» **Stored data entries**
--------

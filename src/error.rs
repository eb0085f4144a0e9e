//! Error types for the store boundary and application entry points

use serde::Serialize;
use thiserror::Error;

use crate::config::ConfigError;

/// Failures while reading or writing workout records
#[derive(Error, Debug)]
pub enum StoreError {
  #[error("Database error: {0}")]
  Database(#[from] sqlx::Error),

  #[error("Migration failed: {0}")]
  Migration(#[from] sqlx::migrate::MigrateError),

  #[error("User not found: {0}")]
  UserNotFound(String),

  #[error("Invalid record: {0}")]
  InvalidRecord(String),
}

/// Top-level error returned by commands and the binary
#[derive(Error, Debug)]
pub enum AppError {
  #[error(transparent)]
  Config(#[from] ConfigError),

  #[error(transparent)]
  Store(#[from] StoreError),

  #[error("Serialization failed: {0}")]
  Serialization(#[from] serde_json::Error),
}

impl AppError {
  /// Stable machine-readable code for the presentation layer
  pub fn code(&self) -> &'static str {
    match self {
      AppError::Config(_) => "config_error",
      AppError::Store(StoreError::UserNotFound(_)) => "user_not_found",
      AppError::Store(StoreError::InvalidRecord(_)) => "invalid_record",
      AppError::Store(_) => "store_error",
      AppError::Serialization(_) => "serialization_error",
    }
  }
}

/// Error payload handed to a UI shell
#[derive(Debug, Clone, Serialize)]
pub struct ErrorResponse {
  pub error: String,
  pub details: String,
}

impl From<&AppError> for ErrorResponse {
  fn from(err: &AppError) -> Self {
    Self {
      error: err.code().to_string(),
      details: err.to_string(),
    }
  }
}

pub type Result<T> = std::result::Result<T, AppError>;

--------

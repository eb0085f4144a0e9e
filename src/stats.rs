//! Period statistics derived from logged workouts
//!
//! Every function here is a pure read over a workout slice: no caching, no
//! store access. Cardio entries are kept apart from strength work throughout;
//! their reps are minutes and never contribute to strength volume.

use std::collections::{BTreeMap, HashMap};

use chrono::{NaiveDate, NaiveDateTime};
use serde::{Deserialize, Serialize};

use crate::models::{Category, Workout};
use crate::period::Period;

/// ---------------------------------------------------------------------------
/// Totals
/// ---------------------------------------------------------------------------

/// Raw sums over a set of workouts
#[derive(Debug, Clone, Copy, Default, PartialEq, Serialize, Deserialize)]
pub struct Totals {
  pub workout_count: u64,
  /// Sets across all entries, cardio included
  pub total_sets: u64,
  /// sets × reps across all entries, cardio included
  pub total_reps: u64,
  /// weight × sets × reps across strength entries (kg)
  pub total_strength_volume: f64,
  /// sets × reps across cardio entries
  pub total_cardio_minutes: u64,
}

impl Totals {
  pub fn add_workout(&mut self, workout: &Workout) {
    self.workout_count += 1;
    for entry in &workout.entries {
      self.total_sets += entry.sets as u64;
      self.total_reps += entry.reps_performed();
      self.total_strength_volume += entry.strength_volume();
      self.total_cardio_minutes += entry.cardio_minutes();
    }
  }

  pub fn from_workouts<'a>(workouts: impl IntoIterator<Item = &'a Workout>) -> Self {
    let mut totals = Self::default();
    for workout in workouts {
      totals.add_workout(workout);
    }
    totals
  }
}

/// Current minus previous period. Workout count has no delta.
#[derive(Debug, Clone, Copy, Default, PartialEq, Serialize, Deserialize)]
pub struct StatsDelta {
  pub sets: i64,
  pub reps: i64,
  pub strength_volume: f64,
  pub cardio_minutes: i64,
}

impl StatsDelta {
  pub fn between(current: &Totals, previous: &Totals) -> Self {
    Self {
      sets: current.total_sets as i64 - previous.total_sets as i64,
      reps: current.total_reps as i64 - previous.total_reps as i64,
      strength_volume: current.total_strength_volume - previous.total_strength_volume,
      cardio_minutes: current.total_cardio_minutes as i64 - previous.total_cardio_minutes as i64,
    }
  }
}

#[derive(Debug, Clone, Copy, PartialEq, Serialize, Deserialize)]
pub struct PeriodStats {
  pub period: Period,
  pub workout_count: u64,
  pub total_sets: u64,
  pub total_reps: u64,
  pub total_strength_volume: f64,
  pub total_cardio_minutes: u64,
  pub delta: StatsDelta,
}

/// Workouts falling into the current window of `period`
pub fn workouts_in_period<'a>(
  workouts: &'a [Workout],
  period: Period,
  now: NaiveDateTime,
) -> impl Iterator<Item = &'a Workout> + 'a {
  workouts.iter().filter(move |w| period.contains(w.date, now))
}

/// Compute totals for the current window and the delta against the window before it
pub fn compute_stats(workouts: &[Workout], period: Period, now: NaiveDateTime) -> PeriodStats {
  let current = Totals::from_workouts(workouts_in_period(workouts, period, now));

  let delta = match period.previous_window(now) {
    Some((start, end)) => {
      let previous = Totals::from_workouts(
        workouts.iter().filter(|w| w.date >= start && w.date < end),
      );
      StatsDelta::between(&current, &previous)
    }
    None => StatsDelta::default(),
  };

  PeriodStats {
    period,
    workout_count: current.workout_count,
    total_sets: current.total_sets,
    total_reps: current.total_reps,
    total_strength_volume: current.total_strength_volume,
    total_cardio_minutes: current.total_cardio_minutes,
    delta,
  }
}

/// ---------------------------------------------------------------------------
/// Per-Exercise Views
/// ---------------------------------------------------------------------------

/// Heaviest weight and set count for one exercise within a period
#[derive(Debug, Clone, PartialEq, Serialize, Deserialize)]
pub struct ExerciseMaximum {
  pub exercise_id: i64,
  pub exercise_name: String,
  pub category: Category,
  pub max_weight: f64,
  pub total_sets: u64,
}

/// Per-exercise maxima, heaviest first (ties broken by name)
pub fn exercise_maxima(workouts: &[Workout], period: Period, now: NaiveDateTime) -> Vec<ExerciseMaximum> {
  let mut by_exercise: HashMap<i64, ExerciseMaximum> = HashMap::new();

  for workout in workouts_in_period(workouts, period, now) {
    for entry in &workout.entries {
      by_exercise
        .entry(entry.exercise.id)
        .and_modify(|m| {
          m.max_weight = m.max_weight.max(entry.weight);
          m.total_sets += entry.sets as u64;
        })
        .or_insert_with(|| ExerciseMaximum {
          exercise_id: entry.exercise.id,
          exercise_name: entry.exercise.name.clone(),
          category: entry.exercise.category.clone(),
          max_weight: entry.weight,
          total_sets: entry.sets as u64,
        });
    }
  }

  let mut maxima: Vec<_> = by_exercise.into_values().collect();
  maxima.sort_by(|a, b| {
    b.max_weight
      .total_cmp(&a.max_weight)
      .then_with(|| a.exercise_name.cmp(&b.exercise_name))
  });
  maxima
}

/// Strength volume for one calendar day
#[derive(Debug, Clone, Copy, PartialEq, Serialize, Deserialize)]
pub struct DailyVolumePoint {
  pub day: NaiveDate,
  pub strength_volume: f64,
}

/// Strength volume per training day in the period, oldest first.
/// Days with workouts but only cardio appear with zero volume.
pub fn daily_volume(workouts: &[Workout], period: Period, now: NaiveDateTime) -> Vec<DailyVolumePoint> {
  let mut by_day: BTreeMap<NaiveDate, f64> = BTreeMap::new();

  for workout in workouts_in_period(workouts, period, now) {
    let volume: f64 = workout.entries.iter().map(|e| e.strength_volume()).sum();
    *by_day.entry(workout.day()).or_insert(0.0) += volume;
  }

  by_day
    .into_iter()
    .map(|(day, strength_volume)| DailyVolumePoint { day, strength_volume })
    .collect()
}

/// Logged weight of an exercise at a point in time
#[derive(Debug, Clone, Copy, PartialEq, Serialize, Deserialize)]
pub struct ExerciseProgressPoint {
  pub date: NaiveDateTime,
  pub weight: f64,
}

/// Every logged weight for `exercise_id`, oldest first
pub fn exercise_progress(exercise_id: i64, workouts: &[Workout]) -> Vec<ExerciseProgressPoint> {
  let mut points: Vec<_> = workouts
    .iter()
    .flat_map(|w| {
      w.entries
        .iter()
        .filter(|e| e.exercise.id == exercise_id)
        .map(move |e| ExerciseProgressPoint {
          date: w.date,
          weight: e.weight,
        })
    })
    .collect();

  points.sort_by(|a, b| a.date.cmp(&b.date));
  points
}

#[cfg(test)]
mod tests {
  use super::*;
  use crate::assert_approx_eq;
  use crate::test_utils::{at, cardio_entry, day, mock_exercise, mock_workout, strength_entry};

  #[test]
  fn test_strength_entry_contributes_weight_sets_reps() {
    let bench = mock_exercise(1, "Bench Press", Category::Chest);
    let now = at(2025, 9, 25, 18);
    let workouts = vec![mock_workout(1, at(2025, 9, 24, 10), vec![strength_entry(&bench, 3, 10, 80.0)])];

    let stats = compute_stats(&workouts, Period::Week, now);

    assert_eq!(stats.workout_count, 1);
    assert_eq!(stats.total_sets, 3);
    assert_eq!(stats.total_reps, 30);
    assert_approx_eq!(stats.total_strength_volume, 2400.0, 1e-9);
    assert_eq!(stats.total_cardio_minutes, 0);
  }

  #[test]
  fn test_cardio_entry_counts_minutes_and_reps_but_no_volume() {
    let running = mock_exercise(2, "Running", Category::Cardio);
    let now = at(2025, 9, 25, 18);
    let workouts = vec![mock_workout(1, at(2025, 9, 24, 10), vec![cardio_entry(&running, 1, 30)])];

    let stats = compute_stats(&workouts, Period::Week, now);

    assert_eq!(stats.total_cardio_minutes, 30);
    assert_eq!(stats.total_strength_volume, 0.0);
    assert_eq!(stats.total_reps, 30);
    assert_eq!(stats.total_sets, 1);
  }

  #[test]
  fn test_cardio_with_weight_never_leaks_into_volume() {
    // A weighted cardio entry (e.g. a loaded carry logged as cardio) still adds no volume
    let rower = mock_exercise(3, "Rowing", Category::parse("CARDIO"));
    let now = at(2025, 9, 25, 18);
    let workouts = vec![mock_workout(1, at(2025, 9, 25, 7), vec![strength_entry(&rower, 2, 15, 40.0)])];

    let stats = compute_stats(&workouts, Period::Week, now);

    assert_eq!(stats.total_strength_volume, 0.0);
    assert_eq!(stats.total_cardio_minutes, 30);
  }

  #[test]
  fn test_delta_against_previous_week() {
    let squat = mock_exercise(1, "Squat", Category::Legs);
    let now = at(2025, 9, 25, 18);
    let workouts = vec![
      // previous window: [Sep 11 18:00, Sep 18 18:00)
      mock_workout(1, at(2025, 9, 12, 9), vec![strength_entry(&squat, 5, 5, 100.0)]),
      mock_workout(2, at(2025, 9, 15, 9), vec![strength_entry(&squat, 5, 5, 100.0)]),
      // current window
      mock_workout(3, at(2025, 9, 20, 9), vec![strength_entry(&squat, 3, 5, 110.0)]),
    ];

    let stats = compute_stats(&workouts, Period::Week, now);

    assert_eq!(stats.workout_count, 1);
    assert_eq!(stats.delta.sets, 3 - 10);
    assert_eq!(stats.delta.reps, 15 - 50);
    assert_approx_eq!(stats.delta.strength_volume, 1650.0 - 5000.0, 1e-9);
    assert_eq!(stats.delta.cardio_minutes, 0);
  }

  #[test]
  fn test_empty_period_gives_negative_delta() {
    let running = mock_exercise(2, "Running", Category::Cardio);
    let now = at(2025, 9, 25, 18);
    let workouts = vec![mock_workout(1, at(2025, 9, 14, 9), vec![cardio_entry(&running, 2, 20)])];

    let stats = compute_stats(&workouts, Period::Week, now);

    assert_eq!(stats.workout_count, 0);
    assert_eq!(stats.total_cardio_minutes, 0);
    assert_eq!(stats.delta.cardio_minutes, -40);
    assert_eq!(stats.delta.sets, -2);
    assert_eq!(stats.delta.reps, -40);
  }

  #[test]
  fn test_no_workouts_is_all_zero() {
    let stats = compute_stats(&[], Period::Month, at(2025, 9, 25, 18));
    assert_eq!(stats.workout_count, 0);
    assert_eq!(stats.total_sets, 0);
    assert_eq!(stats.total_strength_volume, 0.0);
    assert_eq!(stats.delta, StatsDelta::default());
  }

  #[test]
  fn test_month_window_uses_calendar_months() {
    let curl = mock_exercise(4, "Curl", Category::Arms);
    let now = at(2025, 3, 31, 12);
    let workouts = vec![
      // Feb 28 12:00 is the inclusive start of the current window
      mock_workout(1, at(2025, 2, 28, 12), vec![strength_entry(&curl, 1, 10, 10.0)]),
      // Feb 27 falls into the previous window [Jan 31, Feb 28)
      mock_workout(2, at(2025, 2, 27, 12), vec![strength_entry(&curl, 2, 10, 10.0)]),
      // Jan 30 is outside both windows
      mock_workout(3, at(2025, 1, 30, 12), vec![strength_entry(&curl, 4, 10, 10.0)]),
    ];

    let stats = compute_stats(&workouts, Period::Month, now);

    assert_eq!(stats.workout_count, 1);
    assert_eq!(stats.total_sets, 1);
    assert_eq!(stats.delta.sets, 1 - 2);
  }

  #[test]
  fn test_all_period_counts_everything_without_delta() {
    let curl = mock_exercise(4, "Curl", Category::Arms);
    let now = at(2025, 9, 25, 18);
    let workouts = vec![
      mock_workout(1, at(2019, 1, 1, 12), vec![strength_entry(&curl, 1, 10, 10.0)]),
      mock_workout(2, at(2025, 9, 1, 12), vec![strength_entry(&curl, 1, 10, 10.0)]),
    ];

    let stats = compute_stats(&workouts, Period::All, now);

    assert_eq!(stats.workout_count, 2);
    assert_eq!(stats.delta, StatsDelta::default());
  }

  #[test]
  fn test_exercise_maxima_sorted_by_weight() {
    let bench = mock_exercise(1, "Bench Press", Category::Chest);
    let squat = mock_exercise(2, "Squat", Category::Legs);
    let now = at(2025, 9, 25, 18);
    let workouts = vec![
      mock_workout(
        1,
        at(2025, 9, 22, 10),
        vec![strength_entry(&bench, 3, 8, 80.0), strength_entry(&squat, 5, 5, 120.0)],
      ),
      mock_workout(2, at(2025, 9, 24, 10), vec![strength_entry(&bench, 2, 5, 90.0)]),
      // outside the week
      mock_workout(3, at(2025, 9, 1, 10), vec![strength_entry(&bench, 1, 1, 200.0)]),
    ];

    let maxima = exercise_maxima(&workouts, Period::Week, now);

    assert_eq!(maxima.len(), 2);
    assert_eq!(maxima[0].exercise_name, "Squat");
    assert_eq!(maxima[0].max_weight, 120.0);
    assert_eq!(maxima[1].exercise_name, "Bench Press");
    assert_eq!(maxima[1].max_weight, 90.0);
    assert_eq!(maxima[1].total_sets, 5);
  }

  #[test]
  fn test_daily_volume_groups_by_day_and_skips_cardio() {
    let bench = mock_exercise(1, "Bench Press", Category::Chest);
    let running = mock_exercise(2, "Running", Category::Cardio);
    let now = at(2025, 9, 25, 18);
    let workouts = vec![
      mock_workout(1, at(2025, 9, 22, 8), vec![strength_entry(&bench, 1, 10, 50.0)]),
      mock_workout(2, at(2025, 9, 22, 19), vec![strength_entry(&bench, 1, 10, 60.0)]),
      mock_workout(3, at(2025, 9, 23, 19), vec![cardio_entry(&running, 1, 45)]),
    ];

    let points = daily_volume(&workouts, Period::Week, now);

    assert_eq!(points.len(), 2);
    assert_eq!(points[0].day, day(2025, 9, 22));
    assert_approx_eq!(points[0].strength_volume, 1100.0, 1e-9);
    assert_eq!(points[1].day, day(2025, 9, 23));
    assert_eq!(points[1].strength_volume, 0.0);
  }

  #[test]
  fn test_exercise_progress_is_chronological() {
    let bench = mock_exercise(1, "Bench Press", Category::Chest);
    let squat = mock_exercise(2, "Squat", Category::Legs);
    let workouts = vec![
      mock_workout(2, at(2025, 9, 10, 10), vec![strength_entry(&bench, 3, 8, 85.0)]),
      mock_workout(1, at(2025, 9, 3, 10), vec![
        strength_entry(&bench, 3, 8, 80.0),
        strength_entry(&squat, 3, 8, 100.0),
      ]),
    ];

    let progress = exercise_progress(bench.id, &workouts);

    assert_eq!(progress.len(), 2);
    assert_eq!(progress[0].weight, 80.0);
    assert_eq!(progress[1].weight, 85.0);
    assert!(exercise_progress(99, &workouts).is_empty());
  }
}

--------

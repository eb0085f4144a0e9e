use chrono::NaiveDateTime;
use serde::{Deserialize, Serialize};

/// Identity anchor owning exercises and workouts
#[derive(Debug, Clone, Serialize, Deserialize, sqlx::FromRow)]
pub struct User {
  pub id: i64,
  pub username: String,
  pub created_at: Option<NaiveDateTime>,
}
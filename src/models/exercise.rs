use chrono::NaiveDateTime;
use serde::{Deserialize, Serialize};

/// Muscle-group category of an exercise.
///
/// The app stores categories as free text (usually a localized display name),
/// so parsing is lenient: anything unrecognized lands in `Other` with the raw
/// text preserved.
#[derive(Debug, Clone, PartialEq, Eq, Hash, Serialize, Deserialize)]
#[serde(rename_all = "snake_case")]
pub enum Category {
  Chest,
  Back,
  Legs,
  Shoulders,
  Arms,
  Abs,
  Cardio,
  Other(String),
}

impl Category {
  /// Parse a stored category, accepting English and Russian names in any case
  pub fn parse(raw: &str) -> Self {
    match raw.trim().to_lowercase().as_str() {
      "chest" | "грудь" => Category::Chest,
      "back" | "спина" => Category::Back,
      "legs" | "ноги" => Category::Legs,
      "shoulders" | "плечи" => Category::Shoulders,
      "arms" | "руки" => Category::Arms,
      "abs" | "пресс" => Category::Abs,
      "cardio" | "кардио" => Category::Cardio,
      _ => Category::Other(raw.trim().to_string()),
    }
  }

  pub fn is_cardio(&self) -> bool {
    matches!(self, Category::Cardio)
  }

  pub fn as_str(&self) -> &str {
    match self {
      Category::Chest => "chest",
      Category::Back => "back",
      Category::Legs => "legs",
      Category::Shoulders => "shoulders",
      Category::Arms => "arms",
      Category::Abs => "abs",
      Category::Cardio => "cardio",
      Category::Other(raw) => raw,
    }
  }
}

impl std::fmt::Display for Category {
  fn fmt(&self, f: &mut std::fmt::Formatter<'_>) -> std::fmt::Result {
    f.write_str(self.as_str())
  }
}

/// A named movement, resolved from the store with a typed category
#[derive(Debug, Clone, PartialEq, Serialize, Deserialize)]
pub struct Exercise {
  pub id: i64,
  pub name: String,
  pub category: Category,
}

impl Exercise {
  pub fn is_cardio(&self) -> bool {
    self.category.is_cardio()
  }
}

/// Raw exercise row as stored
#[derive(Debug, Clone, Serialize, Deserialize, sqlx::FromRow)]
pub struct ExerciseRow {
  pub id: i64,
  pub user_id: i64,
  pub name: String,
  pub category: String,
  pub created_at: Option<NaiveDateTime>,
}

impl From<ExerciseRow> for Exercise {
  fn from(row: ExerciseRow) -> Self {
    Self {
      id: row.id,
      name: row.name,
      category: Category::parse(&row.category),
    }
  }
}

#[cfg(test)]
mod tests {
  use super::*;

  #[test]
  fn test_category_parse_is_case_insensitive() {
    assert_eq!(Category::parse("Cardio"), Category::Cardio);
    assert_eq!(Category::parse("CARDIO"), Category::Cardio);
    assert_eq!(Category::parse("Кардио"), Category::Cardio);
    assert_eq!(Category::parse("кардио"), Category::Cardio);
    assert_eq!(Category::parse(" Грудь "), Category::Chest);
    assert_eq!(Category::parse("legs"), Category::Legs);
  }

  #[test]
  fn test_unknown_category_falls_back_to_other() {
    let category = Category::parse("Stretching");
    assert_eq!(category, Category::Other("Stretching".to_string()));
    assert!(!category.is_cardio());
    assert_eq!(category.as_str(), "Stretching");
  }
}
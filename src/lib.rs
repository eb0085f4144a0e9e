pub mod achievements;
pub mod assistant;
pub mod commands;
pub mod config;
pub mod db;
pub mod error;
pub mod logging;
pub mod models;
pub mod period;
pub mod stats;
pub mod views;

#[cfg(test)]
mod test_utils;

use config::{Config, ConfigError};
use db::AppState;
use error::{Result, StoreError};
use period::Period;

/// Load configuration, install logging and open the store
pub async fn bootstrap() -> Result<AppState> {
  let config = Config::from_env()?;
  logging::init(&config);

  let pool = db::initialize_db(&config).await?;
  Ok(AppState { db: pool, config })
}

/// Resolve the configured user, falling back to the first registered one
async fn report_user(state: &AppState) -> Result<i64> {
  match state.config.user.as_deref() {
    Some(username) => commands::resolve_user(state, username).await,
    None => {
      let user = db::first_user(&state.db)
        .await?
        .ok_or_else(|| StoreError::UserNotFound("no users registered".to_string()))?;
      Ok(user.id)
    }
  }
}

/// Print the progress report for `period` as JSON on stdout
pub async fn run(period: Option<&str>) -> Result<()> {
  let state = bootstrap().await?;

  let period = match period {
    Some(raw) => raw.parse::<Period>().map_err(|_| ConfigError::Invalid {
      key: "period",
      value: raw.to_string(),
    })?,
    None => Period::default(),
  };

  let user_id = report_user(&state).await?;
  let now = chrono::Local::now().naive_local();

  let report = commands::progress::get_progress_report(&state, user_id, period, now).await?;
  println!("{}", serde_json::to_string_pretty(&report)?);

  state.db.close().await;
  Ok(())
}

--------

» **EXERCISE AIM**
What are the lines of the data above that include the string "between"? Copy them.

» **TASK RESULT**
  pub fn between(current: &Totals, previous: &Totals) -> Self {
      StatsDelta::between(&current, &previous)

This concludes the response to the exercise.